July 2007 Performancing Experiment: A Statistical Analysis of Cost/Benefit for StumbleUpon Submissions

Experiment: Submit every new Performancing article to StumbleUpon by at least 5 people during a 2 week period and evaluate the traffic benefit (will you help?).

You can track the experiment by monitoring pMetrics statistics for Performancing.

Having run Nudger.org in Alpha for a few months, it has become increasingly clear to me that human tendency is to pursue the simplest solution with the biggest perceived payoff. My goal here is to change your mind about the biggest perceived payoff in social voting, and to change your promotion behaviors (just like I’m starting to change my own).

When bloggers are choosing whether to submit to Digg, Reddit, StumbleUpon or Netscape, and they only have one choice, they almost universally go for Reddit.

I want to change this tendency because I am confident that it is the wrong approach. Normal Reddit traffic is borderline useless, except to artificially boost up your stats and maybe get an adrenaline rush. Reddit traffic doesn’t convert nearly as well as search traffic, and hardly any better than Digg (which is notorious for having poor ad conversion).

One hypothesis is that, all things being equal, there is a measurably better cost/benefit reward ratio for a steady dose of Stumble/Netscape then a steady dose of Reddit/Digg.

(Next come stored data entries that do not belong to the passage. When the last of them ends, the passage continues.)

//! Closed set of grant variants and the scoped owner of a provider fleet

use std::collections::{BTreeMap, HashMap};
use std::sync::Arc;

use async_trait::async_trait;
use tracing::info;

use super::authorization_code::AuthorizationCodeProvider;
use super::client_credentials::ClientCredentialsProvider;
use super::provider::AuthProvider;
use super::registry::FlowRegistry;
use crate::Result;
use crate::config::{Config, ProviderConfig};

/// A configured provider of either grant type
#[derive(Clone)]
pub enum OAuthProvider {
    /// Machine-to-machine grant
    ClientCredentials(Arc<ClientCredentialsProvider>),
    /// Interactive grant
    AuthorizationCode(Arc<AuthorizationCodeProvider>),
}

impl OAuthProvider {
    /// Build a provider from its config, routing interactive flows through
    /// `registry`
    pub fn from_config(name: &str, config: &ProviderConfig, registry: &Arc<FlowRegistry>) -> Result<Self> {
        Ok(match config {
            ProviderConfig::ClientCredentials(c) => {
                Self::ClientCredentials(Arc::new(ClientCredentialsProvider::new(name, c)?))
            }
            ProviderConfig::AuthorizationCode(c) => {
                Self::AuthorizationCode(AuthorizationCodeProvider::new(name, c, Arc::clone(registry))?)
            }
        })
    }

    /// The interactive variant, if this is one
    #[must_use]
    pub fn as_authorization_code(&self) -> Option<&Arc<AuthorizationCodeProvider>> {
        match self {
            Self::AuthorizationCode(p) => Some(p),
            Self::ClientCredentials(_) => None,
        }
    }

    /// Grant type name as used in config
    #[must_use]
    pub fn grant(&self) -> &'static str {
        match self {
            Self::ClientCredentials(_) => "client_credentials",
            Self::AuthorizationCode(_) => "authorization_code",
        }
    }

    fn inner(&self) -> &dyn AuthProvider {
        match self {
            Self::ClientCredentials(p) => &**p as &dyn AuthProvider,
            Self::AuthorizationCode(p) => &**p,
        }
    }

    /// Release the provider's pending work
    pub fn destroy(&self) {
        if let Self::AuthorizationCode(p) = self {
            p.destroy();
        }
    }
}

#[async_trait]
impl AuthProvider for OAuthProvider {
    fn name(&self) -> &str {
        self.inner().name()
    }

    async fn get_headers(&self) -> Result<HashMap<String, String>> {
        self.inner().get_headers().await
    }

    fn is_valid(&self) -> bool {
        self.inner().is_valid()
    }

    fn supports_refresh(&self) -> bool {
        self.inner().supports_refresh()
    }

    async fn refresh(&self) -> Result<()> {
        self.inner().refresh().await
    }
}

/// Every configured provider plus the registry they share.
///
/// Owns provider lifetime: dropping the set destroys every provider, so
/// pending callers are released on shutdown, errors and reconfiguration.
pub struct ProviderSet {
    registry: Arc<FlowRegistry>,
    providers: BTreeMap<String, OAuthProvider>,
}

impl ProviderSet {
    /// Build all providers; fails on the first invalid one
    pub fn from_config(config: &Config) -> Result<Self> {
        let registry = Arc::new(FlowRegistry::new());
        let mut providers = BTreeMap::new();
        for (name, provider_config) in &config.providers {
            let provider = OAuthProvider::from_config(name, provider_config, &registry)?;
            info!(provider = %name, grant = provider.grant(), "Configured OAuth provider");
            providers.insert(name.clone(), provider);
        }
        Ok(Self { registry, providers })
    }

    /// Shared flow registry (hand to the callback route)
    #[must_use]
    pub fn registry(&self) -> &Arc<FlowRegistry> {
        &self.registry
    }

    /// Provider by name
    #[must_use]
    pub fn get(&self, name: &str) -> Option<&OAuthProvider> {
        self.providers.get(name)
    }

    /// Provider names
    pub fn names(&self) -> impl Iterator<Item = &str> {
        self.providers.keys().map(String::as_str)
    }

    /// Number of providers
    #[must_use]
    pub fn len(&self) -> usize {
        self.providers.len()
    }

    /// No providers configured
    #[must_use]
    pub fn is_empty(&self) -> bool {
        self.providers.is_empty()
    }
}

impl Drop for ProviderSet {
    fn drop(&mut self) {
        for provider in self.providers.values() {
            provider.destroy();
        }
    }
}

#[cfg(test)]
mod tests {
    use super::*;
    use crate::config::{AuthorizationCodeConfig, ClientCredentialsConfig};

    fn config() -> Config {
        let mut config = Config::default();
        config.providers.insert(
            "search".to_string(),
            ProviderConfig::ClientCredentials(ClientCredentialsConfig::new(
                "id",
                "secret",
                "https://auth.example.com/token",
            )),
        );
        config.providers.insert(
            "github".to_string(),
            ProviderConfig::AuthorizationCode(AuthorizationCodeConfig::new(
                "gh",
                "https://github.com/login/oauth/authorize",
                "https://github.com/login/oauth/access_token",
                "http://127.0.0.1:8765/oauth/callback",
            )),
        );
        config
    }

    #[test]
    fn builds_both_grant_variants() {
        let set = ProviderSet::from_config(&config()).unwrap();
        assert_eq!(set.len(), 2);
        assert_eq!(set.names().collect::<Vec<_>>(), vec!["github", "search"]);

        let github = set.get("github").unwrap();
        assert_eq!(github.grant(), "authorization_code");
        assert!(github.as_authorization_code().is_some());
        assert_eq!(github.name(), "github");

        let search = set.get("search").unwrap();
        assert!(search.as_authorization_code().is_none());
        assert!(!search.is_valid());
    }

    #[test]
    fn invalid_provider_fails_the_set() {
        let mut config = config();
        config.providers.insert(
            "broken".to_string(),
            ProviderConfig::ClientCredentials(ClientCredentialsConfig::new("", "s", "https://a.example.com/t")),
        );
        assert!(ProviderSet::from_config(&config).is_err());
    }

    #[test]
    fn dropping_the_set_destroys_interactive_providers() {
        let set = ProviderSet::from_config(&config()).unwrap();
        let github = Arc::clone(set.get("github").unwrap().as_authorization_code().unwrap());
        assert!(!github.is_destroyed());
        drop(set);
        assert!(github.is_destroyed());
    }
}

Yet, I also believe that SEOs everywhere, including myself, are inclined to go with the Reddit/Digg combo or maybe just the Reddit solitaire. Why? Well, in the case of Digg it is so damn popular. In the case of Reddit, it is so damn easy (and I mean easy…)

The problem, as I see it, is that the simplicity of Reddit can become addictive and often provides no lasting effect. If you have an average blog you are probably getting somewhere between 75 and 400 visitors per day. Reddit can singlehandedly double or triple your traffic in any given day. But this traffic is largely junk traffic.

Netscape has the benefit of building strong, deep links over time. Some of my blogs have long-term PR 4 or 5 links straight from the Netscape domain. Many articles get short-term PR 6 and 7 link love. While you won’t drive much traffic from Netscape, you will help drive SERPs over the long haul. Netscape should be part of anybody’s long term link building strategy

Stumble traffic, in contrast to Reddit, is very focused and converts quite well. Sure, the initial submission is more time consuming, but then it’s all “thumbs-up” from there. Plus, I’ve found that a single Stumble can send thousands of visitors to your site. No need to get on the front page or anything. Just get a few people to “thumbs up” your article, and you’ll have sticky readers with an interest in your site topic flow right for high conversion rates.

So my hypothesis is this: Reddit has the least payoff of all the major social voting sites, but that it’s also the one solution that most people use. Instead of using Reddit, I think that a wiser use of your time is to go after topic-targeted traffic with StumbleUpon. It doesn’t hurt to do both, but avoid the temptation of using Reddit for all your social voting needs.

8 thoughts on “July 2007 Performancing Experiment: A Statistical Analysis of Cost/Benefit for StumbleUpon Submissions

  1. Ryan, just remember that StumbleUpon nofollows all links from their site. There’s no link love benefit in that respect.

    In terms of traffic, I’ve watched StumbleUpon for a while now, and I believe that the most traffic is gained by good tagging of submissions and also the popularity of the topic. I think there’s a tag cloud on the site that shows you popular topics and of course there’s Stumble Buzz, which shows you what’s hot at the moment on StumbleUpon.

    I wrote an article a few weeks ago that gave me about 18,000 pageviews over about 7 days. I believe most of the success of that was down to extensive – and appropriate – tagging. I think the tags are the way StumbleUpon decides what’s relevant for you.

  2. That’s because Stumble readers are *focused* – Stumble sends people that it thinks will be interested in your topic.

  3. I’ve submitted stories to Reddit, Digg and Stumble but Stumble worked the best.
    Reddit sent me all of one visitor. Digg send a few dozen but non stayed longer then a few seconds. Visitors from Stumble read at least two articles.

  4. Brett,
    That’s a great idea. First five volunteers get free stumbles at their sites.

  5. So once you get 5 volunteers, will you let us know when the experiment begins?

    Might I suggest that you use sites provided by each of the volunteers also. Say 5 other sites to submit as well and then the comparison can be made with a basket of sites in addition to Performancing.

    Oh, btw count me in.

  6. I’ve been using StumbleUpon and Netscape for about 2 or three months and get some good traffic from the two. Digg and Reddit are pretty much useless for my website.

  7. I’ll need five volunteers to commit to Stumble submissions and/or votes over the next 2 weeks.